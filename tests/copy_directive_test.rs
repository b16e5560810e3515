//! Browser tests for the copy directive
//!
//! Runs the real DOM lookup and click wiring with a recording clipboard, so
//! no clipboard permission is needed.

use std::cell::RefCell;
use std::rc::Rc;

use devkit_wasm::api::{label_by_value, spec_from_js, Application};
use devkit_wasm::copy::{
    ClipboardError, ClipboardSink, CopyError, CopyHandler, ElementLookup, Notifier, TargetContent,
};
use devkit_wasm::models::CopySpec;
use devkit_wasm::web::{attach_copy, attach_declared, MessageService, NavigatorClipboard, WebDocument};
use js_sys::{Array, Function, Object, Promise, Reflect, JSON};
use wasm_bindgen::{JsCast, JsValue};
use wasm_bindgen_futures::JsFuture;
use wasm_bindgen_test::*;
use web_sys::{Element, HtmlElement};

wasm_bindgen_test_configure!(run_in_browser);

#[derive(Default)]
struct RecordingClipboard {
    writes: RefCell<Vec<String>>,
}

impl ClipboardSink for RecordingClipboard {
    async fn write_text(&self, text: &str) -> Result<(), ClipboardError> {
        self.writes.borrow_mut().push(text.to_string());
        Ok(())
    }
}

#[derive(Default)]
struct RecordingNotifier {
    successes: RefCell<Vec<String>>,
    errors: RefCell<Vec<String>>,
}

impl Notifier for RecordingNotifier {
    fn success(&self, message: &str) {
        self.successes.borrow_mut().push(message.to_string());
    }

    fn error(&self, message: &str) {
        self.errors.borrow_mut().push(message.to_string());
    }
}

type TestHandler = CopyHandler<WebDocument, Rc<RecordingClipboard>, Rc<RecordingNotifier>>;

fn handler() -> (Rc<TestHandler>, Rc<RecordingClipboard>, Rc<RecordingNotifier>) {
    let clipboard = Rc::new(RecordingClipboard::default());
    let notifier = Rc::new(RecordingNotifier::default());
    let handler = CopyHandler::new(
        WebDocument::from_window().unwrap(),
        clipboard.clone(),
        notifier.clone(),
    );
    (Rc::new(handler), clipboard, notifier)
}

/// Append a fixture to <body>; the caller removes it
fn fixture(html: &str) -> Element {
    let document = web_sys::window().unwrap().document().unwrap();
    let container = document.create_element("div").unwrap();
    container.set_inner_html(html);
    document.body().unwrap().append_child(&container).unwrap();
    container
}

fn by_id(id: &str) -> HtmlElement {
    web_sys::window()
        .unwrap()
        .document()
        .unwrap()
        .get_element_by_id(id)
        .unwrap()
        .dyn_into::<HtmlElement>()
        .unwrap()
}

/// JS message service recording into `successes` / `errors` arrays
fn message_service() -> MessageService {
    Function::new_no_args(
        "const s = { successes: [], errors: [] };
         s.success = (m) => { s.successes.push(m); };
         s.error = (m) => { s.errors.push(m); };
         return s;",
    )
    .call0(&JsValue::NULL)
    .unwrap()
    .unchecked_into()
}

fn recorded(target: &JsValue, key: &str) -> Vec<String> {
    Reflect::get(target, &JsValue::from_str(key))
        .unwrap()
        .unchecked_into::<Array>()
        .iter()
        .filter_map(|v| v.as_string())
        .collect()
}

fn js_object(body: &str) -> JsValue {
    Function::new_no_args(body).call0(&JsValue::NULL).unwrap()
}

/// Clipboard stand-in that records into `texts` and always resolves
fn recording_clipboard() -> JsValue {
    js_object(
        "const c = { texts: [] };
         c.writeText = (t) => { c.texts.push(t); return Promise.resolve(); };
         return c;",
    )
}

/// Shadow `navigator.clipboard` with `stub` until `restore_clipboard`
fn stub_clipboard(stub: &JsValue) {
    let navigator = web_sys::window().unwrap().navigator();
    let descriptor = Object::new();
    Reflect::set(&descriptor, &"value".into(), stub).unwrap();
    Reflect::set(&descriptor, &"configurable".into(), &JsValue::TRUE).unwrap();
    Reflect::define_property(&navigator, &"clipboard".into(), &descriptor).unwrap();
}

fn restore_clipboard() {
    let navigator = web_sys::window().unwrap().navigator();
    Reflect::delete_property(&navigator, &"clipboard".into()).unwrap();
}

fn app_error(result: Result<Application, JsValue>) -> String {
    match result {
        Ok(_) => panic!("expected the application to be rejected"),
        Err(err) => err.as_string().unwrap_or_default(),
    }
}

/// Wait for spawned click tasks to finish
async fn settle() {
    let promise = Promise::new(&mut |resolve, _reject| {
        web_sys::window()
            .unwrap()
            .set_timeout_with_callback_and_timeout_and_arguments_0(&resolve, 0)
            .unwrap();
    });
    JsFuture::from(promise).await.unwrap();
}

#[wasm_bindgen_test]
fn test_lookup_reads_input_value_and_text() {
    let container = fixture(
        r#"<input id="lk-input" value="abc"><span id="lk-span">hello</span><textarea id="lk-area">multi</textarea>"#,
    );
    let document = WebDocument::from_window().unwrap();

    assert_eq!(document.query("#lk-input"), Some(TargetContent::Value("abc".into())));
    assert_eq!(document.query("#lk-span"), Some(TargetContent::Text("hello".into())));
    assert_eq!(document.query("#lk-area"), Some(TargetContent::Value("multi".into())));
    assert_eq!(document.query("#lk-missing"), None);

    container.remove();
}

#[wasm_bindgen_test]
fn test_lookup_stringifies_numeric_values() {
    let container = fixture(
        r#"<ol><li id="nv-li" value="3">third</li></ol><progress id="nv-prog" value="0" max="10"></progress>"#,
    );
    let document = WebDocument::from_window().unwrap();

    assert_eq!(document.query("#nv-li"), Some(TargetContent::Value("3".into())));
    // Zero is falsy, so there is nothing to copy
    assert_eq!(document.query("#nv-prog"), Some(TargetContent::Value(String::new())));

    container.remove();
}

#[wasm_bindgen_test]
fn test_invalid_selector_is_not_found() {
    let document = WebDocument::from_window().unwrap();
    assert_eq!(document.query("##not a selector"), None);
}

#[wasm_bindgen_test]
async fn test_click_copies_current_input_value() {
    let container = fixture(r#"<input id="ck-input" value=""><button id="ck-btn">copy</button>"#);
    let (handler, clipboard, notifier) = handler();
    let button = by_id("ck-btn");
    let _binding = attach_copy(&button, CopySpec::selector("#ck-input"), handler).unwrap();

    // Value changes after binding are picked up at click time
    js_sys::Reflect::set(&by_id("ck-input"), &"value".into(), &"typed".into()).unwrap();
    button.click();
    settle().await;

    assert_eq!(*clipboard.writes.borrow(), vec!["typed"]);
    assert_eq!(*notifier.successes.borrow(), vec!["copy succeeded"]);
    assert!(notifier.errors.borrow().is_empty());

    container.remove();
}
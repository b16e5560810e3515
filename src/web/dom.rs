//! DOM lookup backed by `web_sys::Document`

use js_sys::Reflect;
use wasm_bindgen::{JsCast, JsValue};
use web_sys::{Document, Element, HtmlElement};

use crate::copy::{ElementLookup, TargetContent};

/// Live view of the page document; every query reads the current DOM
#[derive(Clone)]
pub struct WebDocument {
    document: Document,
}

impl WebDocument {
    pub fn new(document: Document) -> Self {
        Self { document }
    }

    /// Document of the global window, if there is one
    pub fn from_window() -> Option<Self> {
        web_sys::window()?.document().map(Self::new)
    }

    pub fn document(&self) -> &Document {
        &self.document
    }
}

impl ElementLookup for WebDocument {
    fn query(&self, selector: &str) -> Option<TargetContent> {
        match self.document.query_selector(selector) {
            Ok(found) => found.map(|element| read_content(&element)),
            Err(err) => {
                // querySelector throws on malformed selectors
                log::warn!("invalid selector '{}': {:?}", selector, err);
                None
            }
        }
    }
}

/// Value of value-bearing elements (`'value' in el`), else rendered text.
pub fn read_content(element: &Element) -> TargetContent {
    let key = JsValue::from_str("value");
    if Reflect::has(element, &key).unwrap_or(false) {
        let value = Reflect::get(element, &key)
            .map(|v| js_to_text(&v))
            .unwrap_or_default();
        return TargetContent::Value(value);
    }

    match element.dyn_ref::<HtmlElement>() {
        Some(html) => TargetContent::Text(html.inner_text()),
        None => TargetContent::Text(element.text_content().unwrap_or_default()),
    }
}

/// JS `String(v)` for truthy values; falsy ones (`0`, `null`, `NaN`) are empty.
///
/// Numeric `value`s (`<li value="3">`, `<progress>`, `<meter>`) copy as "3".
fn js_to_text(value: &JsValue) -> String {
    if let Some(s) = value.as_string() {
        return s;
    }
    if value.is_falsy() {
        return String::new();
    }
    String::from(value.unchecked_ref::<js_sys::Object>().to_string())
}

- - - - - - -

PROBLEM TO SOLVE:
Wherever a line holds the word "RecordingNotifier", copy that line out of the entries above.

PROBLEM SOLUTION:
struct RecordingNotifier {
impl Notifier for RecordingNotifier {
type TestHandler = CopyHandler<WebDocument, Rc<RecordingClipboard>, Rc<RecordingNotifier>>;
fn handler() -> (Rc<TestHandler>, Rc<RecordingClipboard>, Rc<RecordingNotifier>) {
    let notifier = Rc::new(RecordingNotifier::default());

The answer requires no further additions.